• What is needed: Among the records that follow, find each line holding the word "common" and copy it.

• Provided entries:
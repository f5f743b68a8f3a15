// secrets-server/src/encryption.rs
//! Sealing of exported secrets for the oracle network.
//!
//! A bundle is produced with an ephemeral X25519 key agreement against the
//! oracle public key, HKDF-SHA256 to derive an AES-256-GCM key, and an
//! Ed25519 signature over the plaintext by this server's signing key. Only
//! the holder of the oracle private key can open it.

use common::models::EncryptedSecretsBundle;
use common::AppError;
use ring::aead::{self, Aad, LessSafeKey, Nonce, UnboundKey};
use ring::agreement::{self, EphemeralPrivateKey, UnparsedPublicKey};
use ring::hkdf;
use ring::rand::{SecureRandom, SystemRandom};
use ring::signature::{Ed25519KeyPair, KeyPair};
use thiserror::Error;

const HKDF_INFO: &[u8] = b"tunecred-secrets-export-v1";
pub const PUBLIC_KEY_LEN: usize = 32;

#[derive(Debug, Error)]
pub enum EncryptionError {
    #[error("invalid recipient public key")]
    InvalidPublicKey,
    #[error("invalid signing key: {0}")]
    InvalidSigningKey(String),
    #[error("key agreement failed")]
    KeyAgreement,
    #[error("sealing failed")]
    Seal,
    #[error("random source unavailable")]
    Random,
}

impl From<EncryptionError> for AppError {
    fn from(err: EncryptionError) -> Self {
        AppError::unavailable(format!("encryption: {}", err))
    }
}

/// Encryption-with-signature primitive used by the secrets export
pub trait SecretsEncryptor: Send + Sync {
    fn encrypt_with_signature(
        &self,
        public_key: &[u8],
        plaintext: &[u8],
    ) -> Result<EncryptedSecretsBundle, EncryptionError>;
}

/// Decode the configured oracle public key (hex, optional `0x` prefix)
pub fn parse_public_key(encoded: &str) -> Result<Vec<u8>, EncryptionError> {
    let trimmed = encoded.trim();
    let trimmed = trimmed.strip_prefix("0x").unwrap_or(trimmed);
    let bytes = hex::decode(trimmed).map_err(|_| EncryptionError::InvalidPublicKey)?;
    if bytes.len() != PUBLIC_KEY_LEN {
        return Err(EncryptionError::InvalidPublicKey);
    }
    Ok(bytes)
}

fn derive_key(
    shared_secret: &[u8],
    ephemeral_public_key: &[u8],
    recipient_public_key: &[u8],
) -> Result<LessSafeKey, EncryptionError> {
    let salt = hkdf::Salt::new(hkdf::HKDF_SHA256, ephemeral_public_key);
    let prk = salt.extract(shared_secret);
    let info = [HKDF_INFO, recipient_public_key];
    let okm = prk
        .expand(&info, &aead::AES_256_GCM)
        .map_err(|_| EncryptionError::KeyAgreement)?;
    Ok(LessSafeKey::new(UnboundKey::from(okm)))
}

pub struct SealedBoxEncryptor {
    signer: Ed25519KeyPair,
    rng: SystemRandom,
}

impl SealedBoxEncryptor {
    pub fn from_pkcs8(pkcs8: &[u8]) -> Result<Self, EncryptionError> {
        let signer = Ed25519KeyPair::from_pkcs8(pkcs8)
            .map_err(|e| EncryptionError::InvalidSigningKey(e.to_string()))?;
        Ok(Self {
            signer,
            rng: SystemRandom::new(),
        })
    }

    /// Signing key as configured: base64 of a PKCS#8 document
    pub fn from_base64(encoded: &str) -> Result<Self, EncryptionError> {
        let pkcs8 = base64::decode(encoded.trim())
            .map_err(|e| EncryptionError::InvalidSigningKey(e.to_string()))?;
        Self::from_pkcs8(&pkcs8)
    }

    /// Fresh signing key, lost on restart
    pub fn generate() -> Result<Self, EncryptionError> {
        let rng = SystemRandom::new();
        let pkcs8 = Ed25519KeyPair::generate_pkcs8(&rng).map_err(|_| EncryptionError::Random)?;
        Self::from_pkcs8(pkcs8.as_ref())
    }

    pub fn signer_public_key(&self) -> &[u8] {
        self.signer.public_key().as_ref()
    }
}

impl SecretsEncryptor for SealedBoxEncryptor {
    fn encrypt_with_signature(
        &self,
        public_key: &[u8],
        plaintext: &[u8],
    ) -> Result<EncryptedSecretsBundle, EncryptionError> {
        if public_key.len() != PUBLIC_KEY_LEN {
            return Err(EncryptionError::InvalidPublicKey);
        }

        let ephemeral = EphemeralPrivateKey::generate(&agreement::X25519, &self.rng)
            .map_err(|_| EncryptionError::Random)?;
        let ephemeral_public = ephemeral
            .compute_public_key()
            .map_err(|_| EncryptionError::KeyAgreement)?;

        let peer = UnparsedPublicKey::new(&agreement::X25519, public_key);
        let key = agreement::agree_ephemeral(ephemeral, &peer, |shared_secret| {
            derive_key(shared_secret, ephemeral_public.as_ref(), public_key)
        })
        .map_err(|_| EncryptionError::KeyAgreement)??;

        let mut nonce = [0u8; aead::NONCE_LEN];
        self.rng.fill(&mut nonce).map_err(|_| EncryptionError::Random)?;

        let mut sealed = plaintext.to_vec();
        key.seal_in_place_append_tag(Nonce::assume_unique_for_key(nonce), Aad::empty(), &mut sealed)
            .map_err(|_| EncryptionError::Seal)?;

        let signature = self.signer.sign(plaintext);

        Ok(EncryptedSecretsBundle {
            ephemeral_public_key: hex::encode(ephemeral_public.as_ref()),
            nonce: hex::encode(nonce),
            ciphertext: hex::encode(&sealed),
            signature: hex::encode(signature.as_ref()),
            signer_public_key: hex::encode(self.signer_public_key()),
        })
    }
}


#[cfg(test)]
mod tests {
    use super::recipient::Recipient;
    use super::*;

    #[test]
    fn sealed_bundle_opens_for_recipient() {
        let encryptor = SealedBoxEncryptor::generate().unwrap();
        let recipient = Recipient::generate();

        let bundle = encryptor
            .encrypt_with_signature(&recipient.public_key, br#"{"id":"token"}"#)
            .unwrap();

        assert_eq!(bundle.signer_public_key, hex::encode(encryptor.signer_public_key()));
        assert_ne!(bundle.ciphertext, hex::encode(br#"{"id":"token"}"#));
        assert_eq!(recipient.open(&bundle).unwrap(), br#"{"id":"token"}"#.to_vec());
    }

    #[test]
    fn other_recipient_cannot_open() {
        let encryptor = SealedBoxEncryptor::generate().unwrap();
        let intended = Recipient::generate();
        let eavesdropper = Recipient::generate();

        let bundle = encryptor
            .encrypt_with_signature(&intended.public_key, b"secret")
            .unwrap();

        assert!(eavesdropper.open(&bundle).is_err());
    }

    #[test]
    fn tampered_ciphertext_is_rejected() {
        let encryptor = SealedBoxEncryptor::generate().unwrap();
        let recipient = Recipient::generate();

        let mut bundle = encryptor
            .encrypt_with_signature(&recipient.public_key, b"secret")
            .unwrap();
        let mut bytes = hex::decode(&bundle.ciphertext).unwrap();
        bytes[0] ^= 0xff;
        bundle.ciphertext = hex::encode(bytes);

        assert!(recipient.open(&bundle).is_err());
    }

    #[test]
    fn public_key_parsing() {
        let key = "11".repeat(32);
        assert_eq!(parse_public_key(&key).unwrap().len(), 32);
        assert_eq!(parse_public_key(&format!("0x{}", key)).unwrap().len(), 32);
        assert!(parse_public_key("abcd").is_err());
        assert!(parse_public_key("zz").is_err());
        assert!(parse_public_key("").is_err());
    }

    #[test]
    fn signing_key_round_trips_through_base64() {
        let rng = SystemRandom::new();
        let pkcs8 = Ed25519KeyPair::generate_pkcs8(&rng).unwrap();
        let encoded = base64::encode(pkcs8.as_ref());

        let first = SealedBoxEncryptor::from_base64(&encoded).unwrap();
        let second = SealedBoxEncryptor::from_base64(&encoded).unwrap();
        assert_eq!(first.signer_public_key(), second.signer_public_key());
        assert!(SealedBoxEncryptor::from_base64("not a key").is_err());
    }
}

• Output for this task:
use common::models::EncryptedSecretsBundle;
use common::AppError;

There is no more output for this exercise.